Task requirements
What you return must be every line from the beginning of the data through the line holding "in CDATA; the", unchanged.

Saved entries:
^^^^

//! Input resolution: read a WXR export and decode its items.
//!
//! The export is parsed with `xml5ever` into the same RcDom type the HTML
//! parser uses, then copied into a [`GenericNode`] tree so reading fields
//! is a plain tree walk. WordPress wraps bodies and titles in CDATA; the
//! tokenizer delivers those as ordinary text.

use crate::error::WxrError;
use crate::item::Item;
use crate::pipeline::markup::GenericNode;
use html5ever::tendril::TendrilSink;
use markup5ever_rcdom::RcDom;
use std::path::PathBuf;
use tokio::io::AsyncReadExt;
use tracing::{debug, info};
use xml5ever::driver::{parse_document, XmlParseOpts};

/// Where the export comes from.
#[derive(Debug, Clone, PartialEq, Eq)]
pub enum InputSource {
    File(PathBuf),
    Stdin,
}

impl InputSource {
    /// `None` or an empty path means stdin.
    pub fn from_arg(path: Option<PathBuf>) -> Self {
        match path {
            Some(p) if !p.as_os_str().is_empty() => InputSource::File(p),
            _ => InputSource::Stdin,
        }
    }

    fn name(&self) -> String {
        match self {
            InputSource::File(p) => p.display().to_string(),
            InputSource::Stdin => "<stdin>".to_string(),
        }
    }
}

/// Read the raw export bytes.
pub async fn read_input(source: &InputSource) -> Result<Vec<u8>, WxrError> {
    let bytes = match source {
        InputSource::File(path) => {
            if !path.exists() {
                return Err(WxrError::InputNotFound { path: path.clone() });
            }
            tokio::fs::read(path)
                .await
                .map_err(|e| WxrError::ReadFailed {
                    source_name: source.name(),
                    source: e,
                })?
        }
        InputSource::Stdin => {
            let mut buf = Vec::new();
            tokio::io::stdin()
                .read_to_end(&mut buf)
                .await
                .map_err(|e| WxrError::ReadFailed {
                    source_name: source.name(),
                    source: e,
                })?;
            buf
        }
    };
    debug!("Read {} bytes from {}", bytes.len(), source.name());
    Ok(bytes)
}

/// Read and decode the export in one step.
pub async fn load_items(source: &InputSource) -> Result<Vec<Item>, WxrError> {
    let bytes = read_input(source).await?;
    let items = parse_wxr(&bytes)?;
    info!("{} items in {}", items.len(), source.name());
    Ok(items)
}

/// Decode every `rss > channel > item` of a WXR document.
pub fn parse_wxr(bytes: &[u8]) -> Result<Vec<Item>, WxrError> {
    let text = std::str::from_utf8(bytes).map_err(|e| WxrError::MalformedExport {
        detail: format!("input is not UTF-8: {e}"),
    })?;
    let text = text.trim_start_matches('\u{FEFF}');

    let dom = parse_document(RcDom::default(), XmlParseOpts::default()).one(text);
    let root = GenericNode::from_rcdom(&dom.document);
    drop(dom);

    let rss = root
        .children
        .iter()
        .find(|c| c.is_element("rss"))
        .ok_or_else(|| WxrError::MalformedExport {
            detail: "no <rss> root element".to_string(),
        })?;

    Ok(rss
        .children
        .iter()
        .filter(|c| c.is_element("channel"))
        .flat_map(|channel| channel.children.iter().filter(|c| c.is_element("item")))
        .map(item_from_node)
        .collect())
}

fn item_from_node(node: &GenericNode) -> Item {
    let mut item = Item::default();
    for child in &node.children {
        let slot = match child.tag.as_str() {
            "title" => &mut item.title,
            "content:encoded" => &mut item.content,
            "wp:post_date" => &mut item.post_date,
            "wp:status" => &mut item.status,
            "wp:post_type" => &mut item.post_type,
            "wp:post_name" => &mut item.post_name,
            _ => continue,
        };
        let value = child.text_content();
        let value = strip_cdata(&value);
        // Bodies keep their whitespace; every other field is a scalar.
        *slot = if child.tag == "content:encoded" {
            value.to_string()
        } else {
            value.trim().to_string()
        };
    }
    item
}

/// Remove a CDATA wrapper that survived as literal text (double-escaped
/// exports from some migration plugins).
pub fn strip_cdata(s: &str) -> &str {
    let t = s.trim();
    match t
        .strip_prefix("<![CDATA[")
        .and_then(|rest| rest.strip_suffix("]]>"))
    {
        Some(inner) => inner,
        None => s,
    }
}

#[cfg(test)]
mod tests {
    use super::*;

    const EXPORT: &str = r#"<?xml version="1.0" encoding="UTF-8" ?>
<rss version="2.0"
	xmlns:excerpt="http://wordpress.org/export/1.2/excerpt/"
	xmlns:content="http://purl.org/rss/1.0/modules/content/"
	xmlns:dc="http://purl.org/dc/elements/1.1/"
	xmlns:wp="http://wordpress.org/export/1.2/">
<channel>
	<title>Example Site</title>
	<wp:wxr_version>1.2</wp:wxr_version>
	<item>
		<title><![CDATA[Hello & welcome]]></title>
		<dc:creator><![CDATA[admin]]></dc:creator>
		<content:encoded><![CDATA[<p>Hello <strong>world</strong></p>]]></content:encoded>
		<excerpt:encoded><![CDATA[not the body]]></excerpt:encoded>
		<wp:post_date><![CDATA[2021-08-07 07:56:40]]></wp:post_date>
		<wp:post_name><![CDATA[hello-welcome]]></wp:post_name>
		<wp:status><![CDATA[publish]]></wp:status>
		<wp:post_type><![CDATA[post]]></wp:post_type>
	</item>
	<item>
		<title>About</title>
		<content:encoded></content:encoded>
		<wp:post_date>2020-11-29 16:29:33</wp:post_date>
		<wp:post_name>about</wp:post_name>
		<wp:status>draft</wp:status>
		<wp:post_type>page</wp:post_type>
	</item>
</channel>
</rss>"#;

    #[test]
    fn parses_items_in_order() {
        let items = parse_wxr(EXPORT.as_bytes()).unwrap();
        assert_eq!(items.len(), 2);

        let post = &items[0];
        assert_eq!(post.title, "Hello & welcome");
        assert_eq!(post.content, "<p>Hello <strong>world</strong></p>");
        assert_eq!(post.post_date, "2021-08-07 07:56:40");
        assert_eq!(post.post_name, "hello-welcome");
        assert_eq!(post.status, "publish");
        assert_eq!(post.post_type, "post");

        let page = &items[1];
        assert_eq!(page.title, "About");
        assert_eq!(page.content, "");
        assert_eq!(page.status, "draft");
        assert_eq!(page.post_type, "page");
    }

    #[test]
    fn missing_rss_root_is_malformed() {
        let err = parse_wxr(b"<feed><entry/></feed>").unwrap_err();
        assert!(matches!(err, WxrError::MalformedExport { .. }), "got {err:?}");
    }

    #[test]
    fn non_utf8_is_malformed() {
        let err = parse_wxr(&[0x3c, 0xff, 0xfe, 0x3e]).unwrap_err();
        assert!(matches!(err, WxrError::MalformedExport { .. }));
    }

    #[test]
    fn empty_channel_has_no_items() {
        let items = parse_wxr(b"<rss><channel><title>x</title></channel></rss>").unwrap();
        assert!(items.is_empty());
    }

    #[test]
    fn strip_cdata_only_strips_full_wrapper() {
        assert_eq!(strip_cdata("<![CDATA[post]]>"), "post");
        assert_eq!(strip_cdata("post"), "post");
        assert_eq!(strip_cdata("<![CDATA[half"), "<![CDATA[half");
    }

    #[test]
    fn input_source_from_arg() {
        assert_eq!(InputSource::from_arg(None), InputSource::Stdin);
        assert_eq!(InputSource::from_arg(Some(PathBuf::new())), InputSource::Stdin);
        assert_eq!(
            InputSource::from_arg(Some(PathBuf::from("export.xml"))),
            InputSource::File(PathBuf::from("export.xml"))
        );
    }

    #[tokio::test]
    async fn missing_file_is_not_found() {
        let err = read_input(&InputSource::File(PathBuf::from("/definitely/not/here.xml")))
            .await
            .unwrap_err();
        assert!(matches!(err, WxrError::InputNotFound { .. }));
    }
}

^^^^

Your solution
//! Input resolution: read a WXR export and decode its items.
//!
//! The export is parsed with `xml5ever` into the same RcDom type the HTML
//! parser uses, then copied into a [`GenericNode`] tree so reading fields
//! is a plain tree walk. WordPress wraps bodies and titles in CDATA; the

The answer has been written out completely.